CICLOCROSS | 26/01/2026 | 08:15
di Francesca Monzone

Dopo la tappa di sabato a  Maasmechelen, ieri la gara a Hoogerheide ha chiuso la trentatreesima edizione della Coppa del Mondo di ciclocross. La vittoria è andata nuovamente a Mathieu van der Poel, che ha corso e vinto 8 delle 12 tappe della Coppa del Mondo 2025-2026. Nel prossimo fine settimana si correrà il Mondiale in Olanda e intanto Tomas Van den Spiegel, Ceo di Flanders Classics, ha tirato le somme e si ritiene soddisfatto anche di questa stagione. Il numero uno del ciclocross mondiale, ha parlato a Hoogerheide, al termine dell’ultima corsa del circuito mondiale e dopo essersi complimentato con i vincitori, ha voluto esprimere il suo punto di vista. «È un'edizione che non può che renderci molto soddisfatti - ha affermato Tomas Van Den Spiegel – Anche questa Coppa del mondo in versione più concentrata ha dato i suoi frutti». La Coppa del mondo ha preso il via lo scorso 23 novembre a Tabor e ieri il sipario è calato al termine della tappa a Hoogerheide. Nella classifica generale Mathieu van der Poel ha vinto con 280 punti e alle sue spalle Thibau Nys ha chiuso con 242 punti, seguito da Vandeputte a 222 e del Grosso a 191.


«Diversi elementi che abbiamo consolidato stanno funzionando molto bene. Innanzitutto mi riferisco al blocco di corse in Belgio, durante il periodo di punta delle festività natalizie, ma anche a eventi internazionali come Tabor e Benidorm. Il numero di spettatori rimane stabile o addirittura è aumentato».


La vittoria finale è andata a Van der Poel, che ha dominato ogni gara del suo programma. Van Den Spiegel è soddisfatto dell’olandese e pensa che il livello dei concorrenti stia aumentato di anno in anno. «Gratitudine è la parola giusta, perché non era scontato che  Van der Poel decidesse di correre otto delle dodici gare.
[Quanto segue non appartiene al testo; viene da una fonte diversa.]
//! Raw action inputs.
//!
//! GitHub Actions exposes each `with:` input as an environment variable named
//! `INPUT_<NAME>`, upper-cased. [`RawInputs`] captures those values once so the
//! rest of the crate never touches process-wide state.

use std::collections::BTreeMap;
use std::ffi::OsString;

use crate::error::{Result, SassBuildError};

/// Environment prefix used by the Actions runner.
pub const DEFAULT_INPUT_PREFIX: &str = "INPUT_";

/// Read-only lookup of action inputs keyed by their declared name.
#[derive(Debug, Clone, Default, PartialEq, Eq)]
pub struct RawInputs {
    values: BTreeMap<String, String>,
}

impl RawInputs {
    pub fn new() -> Self {
        Self::default()
    }

    /// Build from `(name, value)` pairs using the declared input names.
    pub fn from_pairs<I, K, V>(pairs: I) -> Self
    where
        I: IntoIterator<Item = (K, V)>,
        K: Into<String>,
        V: Into<String>,
    {
        let values = pairs
            .into_iter()
            .map(|(key, value)| (input_key(&key.into()), value.into()))
            .collect();
        Self { values }
    }

    /// Capture every variable carrying `prefix` from an environment listing.
    ///
    /// Names are stored upper-cased, so `INPUT_INDENTWIDTH` answers a lookup
    /// for `indentWidth`. Variables whose name is not UTF-8 are skipped.
    ///
    /// # Errors
    ///
    /// Returns [`SassBuildError::InvalidInputEncoding`] when a prefixed
    /// variable holds a value that is not UTF-8.
    pub fn from_env_vars<I, K, V>(vars: I, prefix: &str) -> Result<Self>
    where
        I: IntoIterator<Item = (K, V)>,
        K: Into<OsString>,
        V: Into<OsString>,
    {
        let mut values = BTreeMap::new();
        for (key, value) in vars {
            let Ok(key) = key.into().into_string() else {
                continue;
            };
            let Some(name) = key.strip_prefix(prefix) else {
                continue;
            };
            let value = value
                .into()
                .into_string()
                .map_err(|_| SassBuildError::InvalidInputEncoding { name: key.clone() })?;
            values.insert(name.to_ascii_uppercase(), value);
        }
        Ok(Self { values })
    }

    /// Capture the current process environment.
    ///
    /// # Errors
    ///
    /// See [`RawInputs::from_env_vars`].
    pub fn from_env(prefix: &str) -> Result<Self> {
        Self::from_env_vars(std::env::vars_os(), prefix)
    }

    /// Value of the named input, `None` when absent.
    pub fn get(&self, name: &str) -> Option<&str> {
        self.values.get(&input_key(name)).map(String::as_str)
    }

    pub fn len(&self) -> usize {
        self.values.len()
    }

    pub fn is_empty(&self) -> bool {
        self.values.is_empty()
    }
}

fn input_key(name: &str) -> String {
    name.to_ascii_uppercase()
}
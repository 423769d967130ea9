//! Filesystem access used when writing compiled CSS.

use std::fs;
use std::io;
use std::path::Path;

use crate::destination::PathKind;
use crate::error::{Result, SassBuildError};

/// Filesystem operations needed by a run.
pub trait OutputFs {
    /// # Errors
    ///
    /// Returns [`SassBuildError::Stat`] for any failure other than not-found.
    fn stat(&self, path: &Path) -> Result<PathKind>;

    /// # Errors
    ///
    /// Returns [`SassBuildError::Write`] when the file cannot be written.
    fn write(&self, path: &Path, contents: &str) -> Result<()>;
}

/// The local disk.
#[derive(Debug, Clone, Copy, Default)]
pub struct LocalFs;

impl OutputFs for LocalFs {
    fn stat(&self, path: &Path) -> Result<PathKind> {
        match fs::metadata(path) {
            Ok(metadata) if metadata.is_dir() => Ok(PathKind::IsDirectory),
            Ok(_) => Ok(PathKind::IsFileOrOther),
            Err(error) if error.kind() == io::ErrorKind::NotFound => Ok(PathKind::NotFound),
            Err(source) => Err(SassBuildError::Stat {
                path: path.to_path_buf(),
                source,
            }),
        }
    }

    fn write(&self, path: &Path, contents: &str) -> Result<()> {
        let write_error = |source| SassBuildError::Write {
            path: path.to_path_buf(),
            source,
        };
        if let Some(parent) = path.parent().filter(|parent| !parent.as_os_str().is_empty()) {
            fs::create_dir_all(parent).map_err(write_error)?;
        }
        fs::write(path, contents).map_err(write_error)
    }
}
Aggiunge prestigio alla classifica generale e ci aiuta a sviluppare ulteriormente la Coppa del Mondo. D'altra parte, siamo stati lieti di vedere che con Nys, Verstrynge, Del Grosso e compagnia, ci sarà sicuramente vita per il ciclocross dopo Mathieu e Wout. Lo avevamo già visto nella gara femminile, nonostante il dominio di Lucinda Brand».

Flanders Classics vuole proseguire con questo slancio positivo e cercare di crescere ulteriormente. «Siamo ambiziosi per il futuro. Il numero di candidature ricevute, per la prossima edizione e oltre, è sorprendentemente ampio e interessante – ha continuato Tomas Van Den Spiegel - Sta a noi valutare la fattibilità logistica e finanziaria. Siamo aperti a tutto, comprese le località extraeuropee, ma dobbiamo essere attenti a non gravare ulteriormente sulle squadre, sui corridori e sul calendario».
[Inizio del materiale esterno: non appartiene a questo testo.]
//! Compiler options produced from action inputs.

use std::fmt;

use serde::{Deserialize, Serialize};

/// Width used when `indentWidth` is absent or unparseable.
pub const DEFAULT_INDENT_WIDTH: i64 = 2;

/// `sourceMap` accepts either a flag or an explicit map path.
#[derive(Debug, Clone, PartialEq, Eq, Serialize, Deserialize)]
#[serde(untagged)]
pub enum SourceMap {
    Enabled(bool),
    Path(String),
}

impl fmt::Display for SourceMap {
    fn fmt(&self, f: &mut fmt::Formatter<'_>) -> fmt::Result {
        match self {
            Self::Enabled(enabled) => write!(f, "{enabled}"),
            Self::Path(path) => f.write_str(path),
        }
    }
}

/// Render options handed to the stylesheet compiler.
///
/// Field names serialize as the action input names so the record reads the
/// same on both sides of the compiler seam. Unset fields are omitted.
#[derive(Debug, Clone, PartialEq, Eq, Serialize, Deserialize)]
#[serde(rename_all = "camelCase")]
pub struct CompilerOptions {
    #[serde(rename = "file")]
    pub source_file: String,

    #[serde(default, skip_serializing_if = "Option::is_none")]
    pub source_comments: Option<bool>,
    #[serde(default, skip_serializing_if = "Option::is_none")]
    pub omit_source_map_url: Option<bool>,
    #[serde(default, skip_serializing_if = "Option::is_none")]
    pub source_map_contents: Option<bool>,
    #[serde(default, skip_serializing_if = "Option::is_none")]
    pub source_map_embed: Option<bool>,

    #[serde(default, skip_serializing_if = "Option::is_none")]
    pub precision: Option<i64>,
    #[serde(default, skip_serializing_if = "Option::is_none")]
    pub indent_width: Option<i64>,

    #[serde(default, skip_serializing_if = "Option::is_none")]
    pub output_style: Option<String>,
    #[serde(default, skip_serializing_if = "Option::is_none")]
    pub indent_type: Option<String>,
    #[serde(default, skip_serializing_if = "Option::is_none")]
    pub linefeed: Option<String>,
    #[serde(default, skip_serializing_if = "Option::is_none")]
    pub out_file: Option<String>,
    #[serde(default, skip_serializing_if = "Option::is_none")]
    pub source_map_root: Option<String>,

    #[serde(default, skip_serializing_if = "Option::is_none")]
    pub include_paths: Option<Vec<String>>,

    #[serde(default, skip_serializing_if = "Option::is_none")]
    pub source_map: Option<SourceMap>,
}

impl CompilerOptions {
    /// Options for `source_file` with every optional field unset.
    pub fn new(source_file: impl Into<String>) -> Self {
        Self {
            source_file: source_file.into(),
            source_comments: None,
            omit_source_map_url: None,
            source_map_contents: None,
            source_map_embed: None,
            precision: None,
            indent_width: None,
            output_style: None,
            indent_type: None,
            linefeed: None,
            out_file: None,
            source_map_root: None,
            include_paths: None,
            source_map: None,
        }
    }

    /// Indent width the compiler should use.
    pub fn effective_indent_width(&self) -> i64 {
        self.indent_width.unwrap_or(DEFAULT_INDENT_WIDTH)
    }

    /// `(input name, rendered value)` for every field that is set, in
    /// declaration order.
    pub fn entries(&self) -> Vec<(&'static str, String)> {
        let mut entries = vec![("file", self.source_file.clone())];
        push(&mut entries, "sourceComments", self.source_comments);
        push(&mut entries, "omitSourceMapUrl", self.omit_source_map_url);
        push(&mut entries, "sourceMapContents", self.source_map_contents);
        push(&mut entries, "sourceMapEmbed", self.source_map_embed);
        push(&mut entries, "precision", self.precision);
        push(&mut entries, "indentWidth", self.indent_width);
        push(&mut entries, "outputStyle", self.output_style.as_ref());
        push(&mut entries, "indentType", self.indent_type.as_ref());
        push(&mut entries, "linefeed", self.linefeed.as_ref());
        push(&mut entries, "outFile", self.out_file.as_ref());
        push(&mut entries, "sourceMapRoot", self.source_map_root.as_ref());
        if let Some(paths) = &self.include_paths {
            entries.push(("includePaths", format!("{paths:?}")));
        }
        push(&mut entries, "sourceMap", self.source_map.as_ref());
        entries
    }
}

fn push<T: fmt::Display>(
    entries: &mut Vec<(&'static str, String)>,
    name: &'static str,
    value: Option<T>,
) {
    if let Some(value) = value {
        entries.push((name, value.to_string()));
    }
}

#[cfg(test)]
mod tests {
    use super::*;

    #[test]
    fn unset_fields_are_omitted_from_json() {
        let mut options = CompilerOptions::new("src/main.scss");
        options.indent_width = Some(2);
        let json = serde_json::to_value(&options).expect("serialize options");
        assert_eq!(
            json,
            serde_json::json!({ "file": "src/main.scss", "indentWidth": 2 })
        );
    }

    #[test]
    fn source_map_serializes_as_bool_or_string() {
        let mut options = CompilerOptions::new("a.scss");
        options.source_map = Some(SourceMap::Enabled(true));
        let json = serde_json::to_value(&options).expect("serialize options");
        assert_eq!(json["sourceMap"], serde_json::json!(true));

        options.source_map = Some(SourceMap::Path("out/a.css.map".to_string()));
        let json = serde_json::to_string(&options).expect("serialize options");
        let round: CompilerOptions = serde_json::from_str(&json).expect("deserialize options");
        assert_eq!(round, options);
    }

    #[test]
    fn entries_list_only_set_fields() {
        let mut options = CompilerOptions::new("a.scss");
        options.include_paths = Some(vec!["lib".to_string(), "vendor".to_string()]);
        options.source_comments = Some(false);
        let names: Vec<_> = options.entries().into_iter().map(|(name, _)| name).collect();
        assert_eq!(names, ["file", "sourceComments", "includePaths"]);
    }

    #[test]
    fn effective_indent_width_defaults_to_two() {
        assert_eq!(CompilerOptions::new("a.scss").effective_indent_width(), 2);
    }
}
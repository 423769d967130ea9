use comfy_table::modifiers::UTF8_ROUND_CORNERS;
use comfy_table::presets::UTF8_FULL_CONDENSED;
use comfy_table::{Attribute, Cell, Color, ContentArrangement, Table};

use sass_build_core::CompilerOptions;

/// Print the resolved render options, one row per set field.
pub fn print_options(options: &CompilerOptions) {
    println!("--- render_options ---");
    println!("{}", options_table(options));
}

pub fn options_table(options: &CompilerOptions) -> Table {
    let mut table = Table::new();
    table.set_header(vec![header_cell("Option"), header_cell("Value")]);
    apply_table_style(&mut table);
    for (name, value) in options.entries() {
        table.add_row(vec![Cell::new(name), Cell::new(value)]);
    }
    table
}

pub fn apply_table_style(table: &mut Table) {
    table
        .load_preset(UTF8_FULL_CONDENSED)
        .apply_modifier(UTF8_ROUND_CORNERS)
        .set_content_arrangement(ContentArrangement::Dynamic)
        .set_width(120);
}

fn header_cell(label: &str) -> Cell {
    Cell::new(label)
        .fg(Color::Cyan)
        .add_attribute(Attribute::Bold)
}
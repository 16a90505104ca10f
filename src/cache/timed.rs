//! Timed in-memory cache for API responses
//!
//! Provides a `TimedCache` that stores cloneable values under string keys
//! with expiry timestamps. Each cache instance carries one fixed TTL, chosen
//! at construction to match the volatility of the data it holds.

use chrono::{DateTime, Duration, Utc};
use std::collections::HashMap;
use tokio::sync::RwLock;

/// A stored value together with its expiry bookkeeping
#[derive(Debug, Clone)]
struct CacheEntry<T> {
    /// The cached value
    value: T,
    /// When the value was cached
    cached_at: DateTime<Utc>,
    /// When the entry stops being served
    expires_at: DateTime<Utc>,
}

/// Result of a cache read, including when the value was stored
///
/// The `cached_at` timestamp is surfaced to API clients so they can tell how
/// old a cached payload is.
#[derive(Debug, Clone)]
pub struct CachedValue<T> {
    /// The cached value
    pub data: T,
    /// When the value was originally stored
    pub cached_at: DateTime<Utc>,
}

/// In-memory cache with a fixed TTL per instance
///
/// Values are cloned on insert and on read, so callers can never mutate a
/// cached value in place; updating a cached value means inserting it again,
/// which also restarts its TTL window.
#[derive(Debug)]
pub struct TimedCache<T> {
    /// How long entries stay fresh
    ttl: Duration,
    /// Backing store, shared across request handlers
    entries: RwLock<HashMap<String, CacheEntry<T>>>,
}

impl<T: Clone> TimedCache<T> {
    /// Creates a cache whose entries expire after `ttl`
    pub fn new(ttl: Duration) -> Self {
        Self {
            ttl,
            entries: RwLock::new(HashMap::new()),
        }
    }

    /// Creates a cache with a TTL given in whole minutes
    pub fn minutes(minutes: i64) -> Self {
        Self::new(Duration::minutes(minutes))
    }

    /// Stores `value` under `key`, stamping the current time
    ///
    /// Overwrites any previous entry for the key and restarts its TTL.
    pub async fn insert(&self, key: impl Into<String>, value: T) {
        let now = Utc::now();
        let entry = CacheEntry {
            value,
            cached_at: now,
            expires_at: now + self.ttl,
        };
        self.entries.write().await.insert(key.into(), entry);
    }

    /// Reads the value stored under `key`
    ///
    /// Returns `None` if the key is missing or the entry has expired.
    /// Expired entries are removed as they are encountered.
    pub async fn get(&self, key: &str) -> Option<CachedValue<T>> {
        let mut entries = self.entries.write().await;
        match entries.get(key) {
            Some(entry) if entry.expires_at > Utc::now() => Some(CachedValue {
                data: entry.value.clone(),
                cached_at: entry.cached_at,
            }),
            Some(_) => {
                entries.remove(key);
                None
            }
            None => None,
        }
    }

    /// Removes the entry stored under `key`, if any
    #[allow(dead_code)]
    pub async fn remove(&self, key: &str) {
        self.entries.write().await.remove(key);
    }
}

#[cfg(test)]
mod tests {
    use super::*;
    use std::time::Duration as StdDuration;

    #[tokio::test]
    async fn test_get_returns_none_for_missing_key() {
        let cache: TimedCache<String> = TimedCache::minutes(5);

        assert!(cache.get("nonexistent_key").await.is_none());
    }

    #[tokio::test]
    async fn test_get_returns_fresh_value() {
        let cache = TimedCache::minutes(5);
        cache.insert("fresh_key", 42u32).await;

        let result = cache.get("fresh_key").await.expect("Should read fresh entry");

        assert_eq!(result.data, 42);
    }

    #[tokio::test]
    async fn test_get_evicts_expired_entry() {
        // Zero TTL expires immediately
        let cache = TimedCache::new(Duration::zero());
        cache.insert("expired_key", "value".to_string()).await;

        // Small delay to ensure expiry
        tokio::time::sleep(StdDuration::from_millis(10)).await;

        assert!(cache.get("expired_key").await.is_none());
        // A second read still misses; the entry is gone, not just hidden
        assert!(cache.get("expired_key").await.is_none());
    }

    #[tokio::test]
    async fn test_insert_overwrites_existing_entry() {
        let cache = TimedCache::minutes(5);
        cache.insert("overwrite_key", 1u32).await;
        cache.insert("overwrite_key", 2u32).await;

        let result = cache.get("overwrite_key").await.expect("Should read entry");

        assert_eq!(result.data, 2, "Cache should contain latest value");
    }

    #[tokio::test]
    async fn test_cached_at_timestamp_is_recorded() {
        let cache = TimedCache::minutes(5);

        let before = Utc::now();
        cache.insert("timestamp_key", 7u32).await;
        let after = Utc::now();

        let result = cache.get("timestamp_key").await.expect("Should read entry");

        assert!(result.cached_at >= before, "cached_at should be after insert started");
        assert!(result.cached_at <= after, "cached_at should be before insert finished");
    }

    #[tokio::test]
    async fn test_reinsert_refreshes_cached_at() {
        let cache = TimedCache::minutes(5);
        cache.insert("refresh_key", 1u32).await;
        let first = cache.get("refresh_key").await.expect("Should read entry");

        tokio::time::sleep(StdDuration::from_millis(10)).await;
        cache.insert("refresh_key", 1u32).await;
        let second = cache.get("refresh_key").await.expect("Should read entry");

        assert!(
            second.cached_at > first.cached_at,
            "Re-inserting should restart the entry's window"
        );
    }

    #[tokio::test]
    async fn test_remove_deletes_entry() {
        let cache = TimedCache::minutes(5);
        cache.insert("remove_key", 1u32).await;

        cache.remove("remove_key").await;

        assert!(cache.get("remove_key").await.is_none());
    }

    #[tokio::test]
    async fn test_values_are_cloned_not_shared() {
        let cache = TimedCache::minutes(5);
        cache.insert("clone_key", vec![1, 2, 3]).await;

        let mut first = cache.get("clone_key").await.expect("Should read entry");
        first.data.push(4);

        let second = cache.get("clone_key").await.expect("Should read entry");
        assert_eq!(second.data, vec![1, 2, 3], "Mutating a read value must not affect the cache");
    }
}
La prossima stagione potrebbero esserci molte novità, come un ciclocross serale a Ostrava nella Repubblica Ceca in una gara combinata con Tabor, poi la sostituzione di Besançon con Flamanville. Queste sono alcune delle ipotesi e Van Den Spiegel non vuole parlarne troppo e attende un incontro con l’UCI. In ogni caso, la scala dei punti, il numero di gare, il periodo in cui si svolge la Coppa del Mondo (fine novembre-fine gennaio) e il blocco di gare in Belgio rimarranno intatti.
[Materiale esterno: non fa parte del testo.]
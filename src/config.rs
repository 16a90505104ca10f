//! Runtime configuration
//!
//! Every setting comes from an environment variable with a sensible default,
//! so the server starts with nothing but `RIOT_API_KEY` set (and even that is
//! optional, it just locks the API into demo mode). Command-line flags can
//! override the network settings after the environment is read.

use tracing::warn;

use crate::service::PrefetchTarget;

/// Server and pipeline settings.
#[derive(Debug, Clone)]
pub struct AppConfig {
    /// Interface to bind, `HOST` (default `0.0.0.0`).
    pub host: String,
    /// Port to bind, `PORT` (default `3000`).
    pub port: u16,
    /// Riot developer key, `RIOT_API_KEY`. Empty means demo mode.
    pub riot_api_key: String,
    /// Matches pulled per lookup, `MATCH_HISTORY_COUNT` (default 10).
    pub match_history_count: u32,
    /// Parallel match-detail requests, `MATCH_DETAIL_CONCURRENCY` (default 4).
    pub match_detail_concurrency: usize,
    /// Summoners warmed at startup, `PREFETCH_SUMMONERS` as `region:name,...`.
    pub prefetch_targets: Vec<PrefetchTarget>,
    /// Directory served for non-API routes, `STATIC_DIR` (default `site`).
    pub static_dir: String,
}

impl AppConfig {
    /// Reads configuration from the environment.
    pub fn from_env() -> Self {
        Self {
            host: env_or("HOST", "0.0.0.0"),
            port: parsed_env("PORT", 3000),
            riot_api_key: std::env::var("RIOT_API_KEY").unwrap_or_default(),
            match_history_count: parsed_env("MATCH_HISTORY_COUNT", 10),
            match_detail_concurrency: parsed_env("MATCH_DETAIL_CONCURRENCY", 4usize).max(1),
            prefetch_targets: PrefetchTarget::parse_list(
                &std::env::var("PREFETCH_SUMMONERS").unwrap_or_default(),
            ),
            static_dir: env_or("STATIC_DIR", "site"),
        }
    }

    pub fn has_api_key(&self) -> bool {
        !self.riot_api_key.is_empty()
    }
}

fn env_or(key: &str, default: &str) -> String {
    std::env::var(key)
        .ok()
        .filter(|value| !value.trim().is_empty())
        .unwrap_or_else(|| default.to_string())
}

fn parsed_env<T: std::str::FromStr>(key: &str, default: T) -> T {
    match std::env::var(key) {
        Ok(raw) if !raw.trim().is_empty() => match raw.trim().parse() {
            Ok(value) => value,
            Err(_) => {
                warn!("Ignoring invalid {key} value {raw:?}");
                default
            }
        },
        _ => default,
    }
}

#[cfg(test)]
mod tests {
    use super::*;

    #[test]
    fn test_env_or_prefers_set_value() {
        std::env::set_var("YORDLEPEDIA_TEST_HOST", "127.0.0.1");
        assert_eq!(env_or("YORDLEPEDIA_TEST_HOST", "0.0.0.0"), "127.0.0.1");
        assert_eq!(env_or("YORDLEPEDIA_TEST_HOST_UNSET", "0.0.0.0"), "0.0.0.0");
    }

    #[test]
    fn test_env_or_treats_blank_as_unset() {
        std::env::set_var("YORDLEPEDIA_TEST_BLANK", "   ");
        assert_eq!(env_or("YORDLEPEDIA_TEST_BLANK", "site"), "site");
    }

    #[test]
    fn test_parsed_env_reads_numbers() {
        std::env::set_var("YORDLEPEDIA_TEST_PORT", "8080");
        assert_eq!(parsed_env("YORDLEPEDIA_TEST_PORT", 3000u16), 8080);
    }

    #[test]
    fn test_parsed_env_falls_back_on_garbage() {
        std::env::set_var("YORDLEPEDIA_TEST_COUNT", "ten");
        assert_eq!(parsed_env("YORDLEPEDIA_TEST_COUNT", 10u32), 10);
        assert_eq!(parsed_env("YORDLEPEDIA_TEST_COUNT_UNSET", 4usize), 4);
    }

    #[test]
    fn test_has_api_key() {
        let mut config = AppConfig {
            host: "0.0.0.0".to_string(),
            port: 3000,
            riot_api_key: String::new(),
            match_history_count: 10,
            match_detail_concurrency: 4,
            prefetch_targets: Vec::new(),
            static_dir: "site".to_string(),
        };
        assert!(!config.has_api_key());
        config.riot_api_key = "RGAPI-test".to_string();
        assert!(config.has_api_key());
    }
}
//! Riot API integration
//!
//! This module contains the routing tables, wire types and HTTP client
//! used to pull account, summoner, league and match data from Riot.

pub mod client;
pub mod region;
pub mod types;

pub use client::{RiotClient, RiotError};
pub use region::{Cluster, Platform};
pub use types::{AccountDto, LeagueEntryDto, MatchDto, MatchInfoDto, ParticipantDto, SummonerDto};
«Per essere chiari, stiamo anche imparando. La data di Terralba (Sardegna), ad esempio, non è l'ideale. E stiamo ascoltando i corridori e le squadre, cercando di tenere conto dei loro ritiri di allenamento. Ma ora poggiamo su solide fondamenta e dobbiamo pensare a migliorare ancora e ad andare sempre avanti».